Records for processing
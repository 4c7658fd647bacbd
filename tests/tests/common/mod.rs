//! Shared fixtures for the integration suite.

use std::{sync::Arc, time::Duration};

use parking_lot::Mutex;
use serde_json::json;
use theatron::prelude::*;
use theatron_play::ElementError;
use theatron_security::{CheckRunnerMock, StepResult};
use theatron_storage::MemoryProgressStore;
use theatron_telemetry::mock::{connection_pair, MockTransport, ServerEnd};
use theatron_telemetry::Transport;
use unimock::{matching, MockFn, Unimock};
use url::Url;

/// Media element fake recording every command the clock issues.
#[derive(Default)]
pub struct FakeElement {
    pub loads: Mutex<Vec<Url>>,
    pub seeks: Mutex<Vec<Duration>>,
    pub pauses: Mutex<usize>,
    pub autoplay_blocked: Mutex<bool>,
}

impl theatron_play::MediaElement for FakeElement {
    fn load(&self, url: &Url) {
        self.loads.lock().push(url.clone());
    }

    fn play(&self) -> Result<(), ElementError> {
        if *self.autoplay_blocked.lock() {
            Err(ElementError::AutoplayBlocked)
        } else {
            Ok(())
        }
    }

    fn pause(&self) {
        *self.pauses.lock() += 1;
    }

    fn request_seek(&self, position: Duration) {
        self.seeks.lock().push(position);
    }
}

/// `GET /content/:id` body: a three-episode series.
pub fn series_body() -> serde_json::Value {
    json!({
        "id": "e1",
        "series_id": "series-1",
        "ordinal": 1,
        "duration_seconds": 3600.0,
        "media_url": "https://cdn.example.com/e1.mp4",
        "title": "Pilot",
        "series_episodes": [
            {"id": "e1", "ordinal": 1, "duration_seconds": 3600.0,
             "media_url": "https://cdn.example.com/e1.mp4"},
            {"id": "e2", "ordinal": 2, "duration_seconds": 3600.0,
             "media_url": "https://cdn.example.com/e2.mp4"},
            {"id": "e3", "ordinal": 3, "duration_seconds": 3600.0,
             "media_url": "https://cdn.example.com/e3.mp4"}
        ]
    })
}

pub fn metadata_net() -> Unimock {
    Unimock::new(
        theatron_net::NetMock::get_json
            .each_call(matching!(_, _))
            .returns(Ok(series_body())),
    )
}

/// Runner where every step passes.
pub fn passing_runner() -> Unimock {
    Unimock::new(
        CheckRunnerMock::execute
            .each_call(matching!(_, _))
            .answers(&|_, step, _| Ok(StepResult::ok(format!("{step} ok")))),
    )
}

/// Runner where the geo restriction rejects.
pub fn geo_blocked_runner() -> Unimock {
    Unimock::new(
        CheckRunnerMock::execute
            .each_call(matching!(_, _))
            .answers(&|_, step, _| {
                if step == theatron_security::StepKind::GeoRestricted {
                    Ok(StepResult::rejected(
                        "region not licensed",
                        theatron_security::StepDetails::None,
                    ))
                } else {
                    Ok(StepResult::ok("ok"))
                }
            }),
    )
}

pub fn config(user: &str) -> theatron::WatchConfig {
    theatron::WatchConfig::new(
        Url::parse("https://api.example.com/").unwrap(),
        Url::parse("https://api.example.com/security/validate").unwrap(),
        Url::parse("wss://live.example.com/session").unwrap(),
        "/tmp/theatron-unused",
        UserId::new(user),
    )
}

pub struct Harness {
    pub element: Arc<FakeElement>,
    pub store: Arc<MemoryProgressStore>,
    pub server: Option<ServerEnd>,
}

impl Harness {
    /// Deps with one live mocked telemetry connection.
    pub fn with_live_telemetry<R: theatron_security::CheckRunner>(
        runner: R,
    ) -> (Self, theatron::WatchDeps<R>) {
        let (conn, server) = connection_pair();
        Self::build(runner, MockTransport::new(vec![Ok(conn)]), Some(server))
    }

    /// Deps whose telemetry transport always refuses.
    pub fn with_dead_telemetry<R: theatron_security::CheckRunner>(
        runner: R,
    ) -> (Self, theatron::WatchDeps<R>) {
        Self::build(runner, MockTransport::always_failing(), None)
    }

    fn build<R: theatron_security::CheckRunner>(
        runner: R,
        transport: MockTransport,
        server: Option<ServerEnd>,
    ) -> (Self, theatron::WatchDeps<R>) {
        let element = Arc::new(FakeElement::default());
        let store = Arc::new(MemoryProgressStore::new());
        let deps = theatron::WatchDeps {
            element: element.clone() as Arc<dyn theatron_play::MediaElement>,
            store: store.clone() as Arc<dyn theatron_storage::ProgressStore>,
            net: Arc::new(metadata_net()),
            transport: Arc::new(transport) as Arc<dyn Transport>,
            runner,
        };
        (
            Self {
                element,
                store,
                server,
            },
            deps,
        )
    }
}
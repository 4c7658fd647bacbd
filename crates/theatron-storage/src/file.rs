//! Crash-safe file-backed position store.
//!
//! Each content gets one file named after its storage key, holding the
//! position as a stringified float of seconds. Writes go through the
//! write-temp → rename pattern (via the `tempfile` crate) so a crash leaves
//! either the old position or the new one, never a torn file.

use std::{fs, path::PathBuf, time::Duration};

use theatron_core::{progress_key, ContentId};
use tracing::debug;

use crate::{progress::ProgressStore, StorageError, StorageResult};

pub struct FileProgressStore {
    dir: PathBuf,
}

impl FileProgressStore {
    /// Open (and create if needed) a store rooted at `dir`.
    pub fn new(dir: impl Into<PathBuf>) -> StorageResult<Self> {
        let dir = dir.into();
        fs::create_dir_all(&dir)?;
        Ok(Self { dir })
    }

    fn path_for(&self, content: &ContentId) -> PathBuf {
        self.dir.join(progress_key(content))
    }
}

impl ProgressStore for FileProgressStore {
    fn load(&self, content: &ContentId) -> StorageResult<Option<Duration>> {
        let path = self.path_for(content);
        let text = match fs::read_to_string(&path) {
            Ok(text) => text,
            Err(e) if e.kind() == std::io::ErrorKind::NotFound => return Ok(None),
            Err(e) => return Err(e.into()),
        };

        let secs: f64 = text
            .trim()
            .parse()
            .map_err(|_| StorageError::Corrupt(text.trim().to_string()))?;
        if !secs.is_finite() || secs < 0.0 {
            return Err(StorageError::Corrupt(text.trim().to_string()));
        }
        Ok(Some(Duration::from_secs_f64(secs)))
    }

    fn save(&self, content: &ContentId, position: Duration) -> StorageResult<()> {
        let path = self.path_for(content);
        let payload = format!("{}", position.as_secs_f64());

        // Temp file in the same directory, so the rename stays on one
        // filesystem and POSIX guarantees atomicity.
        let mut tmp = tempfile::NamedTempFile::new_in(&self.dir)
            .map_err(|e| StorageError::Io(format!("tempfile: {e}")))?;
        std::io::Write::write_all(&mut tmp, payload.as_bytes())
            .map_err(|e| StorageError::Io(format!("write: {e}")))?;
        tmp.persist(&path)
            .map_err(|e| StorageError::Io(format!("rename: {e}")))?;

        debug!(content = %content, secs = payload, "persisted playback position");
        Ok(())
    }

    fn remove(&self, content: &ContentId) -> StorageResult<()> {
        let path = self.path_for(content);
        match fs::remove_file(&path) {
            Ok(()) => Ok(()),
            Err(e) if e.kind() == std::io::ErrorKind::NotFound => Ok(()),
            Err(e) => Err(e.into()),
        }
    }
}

Problem description
The records shown above are to be retyped exactly, with none omitted.

Task response
repository 4c7658fd647bacbd
filename tests/tests/common/mod.rs
//! Shared fixtures for the integration suite.

use std::{sync::Arc, time::Duration};

use parking_lot::Mutex;
use serde_json::json;
use theatron::prelude::*;
use theatron_play::ElementError;
use theatron_security::{CheckRunnerMock, StepResult};
use theatron_storage::MemoryProgressStore;
use theatron_telemetry::mock::{connection_pair, MockTransport, ServerEnd};
use theatron_telemetry::Transport;
use unimock::{matching, MockFn, Unimock};
use url::Url;

/// Media element fake recording every command the clock issues.
#[derive(Default)]
pub struct FakeElement {
    pub loads: Mutex<Vec<Url>>,
    pub seeks: Mutex<Vec<Duration>>,
    pub pauses: Mutex<usize>,
    pub autoplay_blocked: Mutex<bool>,
}

impl theatron_play::MediaElement for FakeElement {
    fn load(&self, url: &Url) {
        self.loads.lock().push(url.clone());
    }

    fn play(&self) -> Result<(), ElementError> {
        if *self.autoplay_blocked.lock() {
            Err(ElementError::AutoplayBlocked)
        } else {
            Ok(())
        }
    }

    fn pause(&self) {
        *self.pauses.lock() += 1;
    }

    fn request_seek(&self, position: Duration) {
        self.seeks.lock().push(position);
    }
}

/// `GET /content/:id` body: a three-episode series.
pub fn series_body() -> serde_json::Value {
    json!({
        "id": "e1",
        "series_id": "series-1",
        "ordinal": 1,
        "duration_seconds": 3600.0,
        "media_url": "https://cdn.example.com/e1.mp4",
        "title": "Pilot",
        "series_episodes": [
            {"id": "e1", "ordinal": 1, "duration_seconds": 3600.0,
             "media_url": "https://cdn.example.com/e1.mp4"},
            {"id": "e2", "ordinal": 2, "duration_seconds": 3600.0,
             "media_url": "https://cdn.example.com/e2.mp4"},
            {"id": "e3", "ordinal": 3, "duration_seconds": 3600.0,
             "media_url": "https://cdn.example.com/e3.mp4"}
        ]
    })
}

pub fn metadata_net() -> Unimock {
    Unimock::new(
        theatron_net::NetMock::get_json
            .each_call(matching!(_, _))
            .returns(Ok(series_body())),
    )
}

/// Runner where every step passes.
pub fn passing_runner() -> Unimock {
    Unimock::new(
        CheckRunnerMock::execute
            .each_call(matching!(_, _))
            .answers(&|_, step, _| Ok(StepResult::ok(format!("{step} ok")))),
    )
}

/// Runner where the geo restriction rejects.
pub fn geo_blocked_runner() -> Unimock {
    Unimock::new(
        CheckRunnerMock::execute
            .each_call(matching!(_, _))
            .answers(&|_, step, _| {
                if step == theatron_security::StepKind::GeoRestricted {
                    Ok(StepResult::rejected(
                        "region not licensed",
                        theatron_security::StepDetails::None,
                    ))
                } else {
                    Ok(StepResult::ok("ok"))
                }
            }),
    )
}

pub fn config(user: &str) -> theatron::WatchConfig {
    theatron::WatchConfig::new(
        Url::parse("https://api.example.com/").unwrap(),
        Url::parse("https://api.example.com/security/validate").unwrap(),
        Url::parse("wss://live.example.com/session").unwrap(),
        "/tmp/theatron-unused",
        UserId::new(user),
    )
}

pub struct Harness {
    pub element: Arc<FakeElement>,
    pub store: Arc<MemoryProgressStore>,
    pub server: Option<ServerEnd>,
}

impl Harness {
    /// Deps with one live mocked telemetry connection.
    pub fn with_live_telemetry<R: theatron_security::CheckRunner>(
        runner: R,
    ) -> (Self, theatron::WatchDeps<R>) {
        let (conn, server) = connection_pair();
        Self::build(runner, MockTransport::new(vec![Ok(conn)]), Some(server))
    }

    /// Deps whose telemetry transport always refuses.
    pub fn with_dead_telemetry<R: theatron_security::CheckRunner>(
        runner: R,
    ) -> (Self, theatron::WatchDeps<R>) {
        Self::build(runner, MockTransport::always_failing(), None)
    }

    fn build<R: theatron_security::CheckRunner>(
        runner: R,
        transport: MockTransport,
        server: Option<ServerEnd>,
    ) -> (Self, theatron::WatchDeps<R>) {
        let element = Arc::new(FakeElement::default());
        let store = Arc::new(MemoryProgressStore::new());
        let deps = theatron::WatchDeps {
            element: element.clone() as Arc<dyn theatron_play::MediaElement>,
            store: store.clone() as Arc<dyn theatron_storage::ProgressStore>,
            net: Arc::new(metadata_net()),
            transport: Arc::new(transport) as Arc<dyn Transport>,
            runner,
        };
        (
            Self {
                element,
                store,
                server,
            },
            deps,
        )
    }
}
repository 4c7658fd647bacbd
filename crates/theatron-storage/src/file.rs
//! Crash-safe file-backed position store.
//!
//! Each content gets one file named after its storage key, holding the
//! position as a stringified float of seconds. Writes go through the
//! write-temp → rename pattern (via the `tempfile` crate) so a crash leaves
//! either the old position or the new one, never a torn file.

use std::{fs, path::PathBuf, time::Duration};

use theatron_core::{progress_key, ContentId};
use tracing::debug;

use crate::{progress::ProgressStore, StorageError, StorageResult};

pub struct FileProgressStore {
    dir: PathBuf,
}

impl FileProgressStore {
    /// Open (and create if needed) a store rooted at `dir`.
    pub fn new(dir: impl Into<PathBuf>) -> StorageResult<Self> {
        let dir = dir.into();
        fs::create_dir_all(&dir)?;
        Ok(Self { dir })
    }

    fn path_for(&self, content: &ContentId) -> PathBuf {
        self.dir.join(progress_key(content))
    }
}

impl ProgressStore for FileProgressStore {
    fn load(&self, content: &ContentId) -> StorageResult<Option<Duration>> {
        let path = self.path_for(content);
        let text = match fs::read_to_string(&path) {
            Ok(text) => text,
            Err(e) if e.kind() == std::io::ErrorKind::NotFound => return Ok(None),
            Err(e) => return Err(e.into()),
        };

        let secs: f64 = text
            .trim()
            .parse()
            .map_err(|_| StorageError::Corrupt(text.trim().to_string()))?;
        if !secs.is_finite() || secs < 0.0 {
            return Err(StorageError::Corrupt(text.trim().to_string()));
        }
        Ok(Some(Duration::from_secs_f64(secs)))
    }

    fn save(&self, content: &ContentId, position: Duration) -> StorageResult<()> {
        let path = self.path_for(content);
        let payload = format!("{}", position.as_secs_f64());

        // Temp file in the same directory, so the rename stays on one
        // filesystem and POSIX guarantees atomicity.
        let mut tmp = tempfile::NamedTempFile::new_in(&self.dir)
            .map_err(|e| StorageError::Io(format!("tempfile: {e}")))?;
        std::io::Write::write_all(&mut tmp, payload.as_bytes())
            .map_err(|e| StorageError::Io(format!("write: {e}")))?;
        tmp.persist(&path)
            .map_err(|e| StorageError::Io(format!("rename: {e}")))?;

        debug!(content = %content, secs = payload, "persisted playback position");
        Ok(())
    }

    fn remove(&self, content: &ContentId) -> StorageResult<()> {
        let path = self.path_for(content);
        match fs::remove_file(&path) {
            Ok(()) => Ok(()),
            Err(e) if e.kind() == std::io::ErrorKind::NotFound => Ok(()),
            Err(e) => Err(e.into()),
        }
    }
}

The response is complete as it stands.